Mniej więcej do 20. minuty najgroźniejszą sytuacją była ta, gdy na murawę padł Sousa i zaczął się zwijać z bólu, przy okazji głośno krzycząc. Portugalczyka ostro potraktował Brazylijczyk, a mianowicie Rossi (Raphael). Na szczęście za chwilę okazało się, iż ofensywny pomocnik jest w stanie kontynuować grę.

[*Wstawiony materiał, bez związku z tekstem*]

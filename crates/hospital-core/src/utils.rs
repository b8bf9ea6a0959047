//! 通用工具函数

use chrono::{NaiveDate, Utc};

/// 当前 UTC 日期
pub fn today() -> NaiveDate {
    Utc::now().date_naive()
}

/// 转义 LIKE/ILIKE 模式中的通配符，转义字符为 `\`
pub fn escape_like(term: &str) -> String {
    let mut escaped = String::with_capacity(term.len());
    for c in term.chars() {
        if matches!(c, '%' | '_' | '\\') {
            escaped.push('\\');
        }
        escaped.push(c);
    }
    escaped
}

/// 子串匹配模式：`%term%`
pub fn like_pattern(term: &str) -> String {
    format!("%{}%", escape_like(term))
}
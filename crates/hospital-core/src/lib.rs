//! # Hospital Core
//!
//! 医院管理系统的核心模块：实体定义、字段校验、派生规则、查询与分页、
//! 存储接口以及业务服务。

pub mod error;
pub mod inputs;
pub mod memory;
pub mod models;
pub mod query;
pub mod rules;
pub mod service;
pub mod store;
pub mod utils;
pub mod validation;
pub mod views;

#[cfg(test)]
mod testing;

pub use error::{FieldError, HospitalError, Result, ValidationErrors};
pub use inputs::*;
pub use memory::MemoryStore;
pub use models::*;
pub use query::{
    AppointmentFilter, BillFilter, DepartmentFilter, DoctorFilter, Page, PageRequest, PageSizes,
    PatientFilter, ReportFilter, RoomFilter,
};
pub use service::HospitalService;
pub use store::{DashboardCounts, HospitalStore, RevenueSummary};
pub use validation::Validate;
pub use views::*;
//! # 医院系统 HTTP 接口
//!
//! JSON 接口，统一挂在 `/api/v1` 下。

pub mod error;
pub mod handlers;
pub mod params;
pub mod server;

pub use error::ApiError;
pub use params::ApiJson;
pub use server::{create_app, AppState, WebServer};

Dopiero później mecz się rozkręcił. Mało brakowało, aby po zbyt lekkim podaniu Blazicia futbolówkę przejął Semedo. Gdyby tak się stało, byłby sam na sam z golkiperem Lecha, lecz zabrakło mu niewiele. Następnie Majchrowicz uratował radomian po dwóch główkach – najpierw szczęścia szukał Hotić, a potem Ishak. Co się jednak odwlecze, to nie uciecze. W 40. minucie do siatki trafił ten ostatni po podaniu Hoticia. Ten z łatwością minął Abramowicza, wyłożył futbolówkę do kolegi i zrobiło się 1:0.

twitter

Lech Poznań miał kolejne sytuacje, ale brakowało skuteczności

Kilka minut po rozpoczęciu drugiej połowie prawie zrobiło się 2:0. „Prawie”, ponieważ Velde zmarnował doskonałą okazję, którą wypracował mu wspominany już wcześniej Chorwat. Prawy skrzydłowy dośrodkował w stylu Quaresmy, Norweg nabiegł z lewej flanki, aczkolwiek zabrakło mu skuteczności. Niedługo potem Hotić trafił też w słupek z rzutu wolnego.

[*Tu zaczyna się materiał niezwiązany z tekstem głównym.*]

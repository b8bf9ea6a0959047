//! 日志初始化

use crate::config::LoggingConfig;
use anyhow::Result;
use tracing_subscriber::EnvFilter;

/// 构造过滤器：`RUST_LOG` 优先，其次使用配置中的级别
pub fn env_filter(level: &str) -> Result<EnvFilter> {
    match EnvFilter::try_from_default_env() {
        Ok(filter) => Ok(filter),
        Err(_) => Ok(EnvFilter::try_new(level)?),
    }
}

/// 初始化全局 tracing 订阅者，重复调用时返回错误
pub fn init_logging(config: &LoggingConfig) -> Result<()> {
    let filter = env_filter(&config.level)?;
    let builder = tracing_subscriber::fmt().with_env_filter(filter);

    let installed = match config.format.as_str() {
        "compact" => builder.compact().try_init(),
        _ => builder.try_init(),
    };
    installed.map_err(|e| anyhow::anyhow!("Failed to initialise logging: {}", e))?;

    tracing::info!(
        "Logging initialised (level: {}, format: {})",
        config.level,
        config.format
    );
    Ok(())
}

#[cfg(test)]
mod tests {
    use super::*;

    #[test]
    fn test_invalid_level_is_rejected() {
        std::env::remove_var("RUST_LOG");
        assert!(env_filter("info,hospital_core=debug").is_ok());
        assert!(env_filter("hospital_core=loud").is_err());
    }
}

W końcówce meczu Radomiak się nieco pobudził i parę razy ruszył do przodu, lecz do siatki znów trafił Lech. Jedną z kontr wykorzystał bowiem Szymczak. Po podaniu Pereiry stanął oko w oko z Cichockim, a ten nawet nie próbował go zatrzymać. Młodzieżowiec samym balansem ciała zwiódł przeciwnika, zszedł na swoją lepszą, lewą nogę i uderzył nie od obrony. Z drugiej strony od czasu do czasu szarpał i z dystansu uderzał Castaneda, ale podopieczni trenera Galki nie zdołali zdobyć nawet honorowej bramki.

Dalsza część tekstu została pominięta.